■ What you will do: Lines that include "single" make up the answer; copy all of them from the data below.

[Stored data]
┌────────

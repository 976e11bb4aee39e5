//! Remote manifest retrieval and source selection.
//!
//! The manifest is a JSON document with a `resources` array. Each resource
//! carries a `url`, a `description`, a `format` tag and a human-readable
//! `date`. It is fetched once per run; failure here is fatal to the run.
//!
//! # Example
//!
//! ```no_run
//! use abide_core::download::HttpClient;
//! use abide_core::manifest::{fetch_manifest, select_sources};
//! use tokio_util::sync::CancellationToken;
//!
//! # async fn example() -> Result<(), Box<dyn std::error::Error>> {
//! let client = HttpClient::new();
//! let cancel = CancellationToken::new();
//! let manifest = fetch_manifest(&client, "http://example.com/package", &cancel).await?;
//! for source in select_sources(&manifest) {
//!     println!("{source}");
//! }
//! # Ok(())
//! # }
//! ```

mod error;
mod select;

use serde::Deserialize;
use tokio_util::sync::CancellationToken;
use tracing::{debug, info, instrument};

use crate::download::HttpClient;

pub use error::ManifestError;
pub use select::{SELECTED_FORMAT, SELECTED_YEAR, select_sources};

/// Parsed manifest document.
#[derive(Debug, Clone, Default, Deserialize)]
pub struct Manifest {
    /// Resource entries in document order.
    pub resources: Vec<ManifestResource>,
}

/// One entry of the manifest's `resources` array.
///
/// Fields that are absent or `null` read as empty strings.
#[derive(Debug, Clone, Default, Deserialize)]
pub struct ManifestResource {
    #[serde(default)]
    url: Option<String>,
    #[serde(default)]
    description: Option<String>,
    #[serde(default)]
    format: Option<String>,
    #[serde(default)]
    date: Option<String>,
}

impl Manifest {
    /// Parses a manifest from a JSON string.
    ///
    /// # Errors
    ///
    /// Returns a [`serde_json::Error`] if the text is not well-formed JSON or
    /// has no `resources` array.
    pub fn from_json(text: &str) -> Result<Self, serde_json::Error> {
        serde_json::from_str(text)
    }
}

impl ManifestResource {
    /// Creates a resource entry. Mostly useful for tests and tooling.
    #[must_use]
    pub fn new(url: &str, description: &str, format: &str, date: &str) -> Self {
        Self {
            url: Some(url.to_string()),
            description: Some(description.to_string()),
            format: Some(format.to_string()),
            date: Some(date.to_string()),
        }
    }

    /// Resource locator as written in the manifest.
    #[must_use]
    pub fn url(&self) -> &str {
        self.url.as_deref().unwrap_or_default()
    }

    /// Human-readable description.
    #[must_use]
    pub fn description(&self) -> &str {
        self.description.as_deref().unwrap_or_default()
    }

    /// Format tag, e.g. `exe` or `csv`.
    #[must_use]
    pub fn format(&self) -> &str {
        self.format.as_deref().unwrap_or_default()
    }

    /// Free-form date string.
    #[must_use]
    pub fn date(&self) -> &str {
        self.date.as_deref().unwrap_or_default()
    }
}

/// Fetches and parses the manifest at `url`.
///
/// Issues a single GET request. The request observes `cancel`, so an
/// interrupt while the manifest is in flight ends the call promptly.
///
/// # Errors
///
/// - [`ManifestError::Fetch`] / [`ManifestError::Status`] on network or
///   protocol failure
/// - [`ManifestError::Parse`] if the body is not a well-formed manifest
/// - [`ManifestError::Cancelled`] if `cancel` fires first
#[instrument(skip(client, cancel))]
pub async fn fetch_manifest(
    client: &HttpClient,
    url: &str,
    cancel: &CancellationToken,
) -> Result<Manifest, ManifestError> {
    info!("fetching manifest");

    let body = tokio::select! {
        biased;
        () = cancel.cancelled() => return Err(ManifestError::cancelled(url)),
        body = fetch_body(client, url) => body?,
    };

    debug!(bytes = body.len(), "manifest body received");

    let manifest = Manifest::from_json(&body).map_err(|e| ManifestError::parse(url, e))?;

    info!(resources = manifest.resources.len(), "manifest parsed");
    Ok(manifest)
}

async fn fetch_body(client: &HttpClient, url: &str) -> Result<String, ManifestError> {
    let response = client
        .inner()
        .get(url)
        .send()
        .await
        .map_err(|e| ManifestError::fetch(url, e))?;

    let status = response.status();
    if !status.is_success() {
        return Err(ManifestError::status(url, status.as_u16()));
    }

    response
        .text()
        .await
        .map_err(|e| ManifestError::fetch(url, e))
}
//! Error types for the download module.
//!
//! These describe why a single transfer attempt failed. They never leave the
//! worker: the retry policy decides what to do with each one.

use std::path::PathBuf;

use thiserror::Error;

/// Errors that can occur during one transfer attempt.
#[derive(Debug, Error)]
pub enum DownloadError {
    /// Network-level error (DNS resolution, connection refused, TLS, body read).
    #[error("network error downloading {url}: {source}")]
    Network {
        /// The URL that failed to download.
        url: String,
        /// The underlying network error.
        #[source]
        source: reqwest::Error,
    },

    /// Request timed out before completion.
    #[error("timeout downloading {url}")]
    Timeout {
        /// The URL that timed out.
        url: String,
    },

    /// Non-success HTTP response.
    #[error("HTTP {status} downloading {url}")]
    HttpStatus {
        /// The URL that returned an error status.
        url: String,
        /// The HTTP status code.
        status: u16,
    },

    /// File system error while creating or writing the destination file.
    #[error("IO error writing to {path}: {source}")]
    Io {
        /// The file path where the error occurred.
        path: PathBuf,
        /// The underlying IO error.
        #[source]
        source: std::io::Error,
    },

    /// The derived file name is not a file path inside the destination directory.
    #[error("refusing to write {file_name:?}: not a file path inside the download directory")]
    UnsafePath {
        /// The offending derived file name.
        file_name: String,
    },

    /// Cancellation was observed while the attempt was in flight.
    #[error("download of {url} cancelled")]
    Cancelled {
        /// The URL being downloaded.
        url: String,
    },
}

impl DownloadError {
    /// Creates a network error from a reqwest error.
    ///
    /// Timeouts reported by reqwest are mapped to [`DownloadError::Timeout`].
    pub fn network(url: impl Into<String>, source: reqwest::Error) -> Self {
        if source.is_timeout() {
            return Self::timeout(url);
        }
        Self::Network {
            url: url.into(),
            source,
        }
    }

    /// Creates an HTTP status error.
    pub fn http_status(url: impl Into<String>, status: u16) -> Self {
        Self::HttpStatus {
            url: url.into(),
            status,
        }
    }

    /// Creates a timeout error.
    pub fn timeout(url: impl Into<String>) -> Self {
        Self::Timeout { url: url.into() }
    }

    /// Creates an IO error.
    pub fn io(path: impl Into<PathBuf>, source: std::io::Error) -> Self {
        Self::Io {
            path: path.into(),
            source,
        }
    }

    /// Creates an unsafe path error.
    pub fn unsafe_path(file_name: impl Into<String>) -> Self {
        Self::UnsafePath {
            file_name: file_name.into(),
        }
    }

    /// Creates a cancellation error.
    pub fn cancelled(url: impl Into<String>) -> Self {
        Self::Cancelled { url: url.into() }
    }
}

// No From<reqwest::Error> / From<std::io::Error>: every variant needs the URL
// or path the source error does not carry.
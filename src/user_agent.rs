//! User-Agent string for manifest and download requests.

/// Product token sent with every request.
const PRODUCT: &str = "abide-downloader";

/// Default User-Agent for all requests (identifies the tool and version).
#[must_use]
pub(crate) fn default_user_agent() -> String {
    let version = env!("CARGO_PKG_VERSION");
    format!("{PRODUCT}/{version}")
}
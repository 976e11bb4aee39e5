//! Constants for the download module (timeouts, capacity).

/// Default HTTP connect timeout (30 seconds).
pub const CONNECT_TIMEOUT_SECS: u64 = 30;

/// Default HTTP read timeout (5 minutes).
///
/// Applies to each read from the connection, not to the whole transfer.
pub const READ_TIMEOUT_SECS: u64 = 300;

/// Default number of simultaneous transfers.
pub const DEFAULT_CONCURRENCY: usize = 3;

/// Minimum allowed concurrency value.
pub const MIN_CONCURRENCY: usize = 1;

/// Maximum allowed concurrency value.
pub const MAX_CONCURRENCY: usize = 100;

└────────

■ Answer space:
/// Issues a single GET request. The request observes `cancel`, so an
//! These describe why a single transfer attempt failed. They never leave the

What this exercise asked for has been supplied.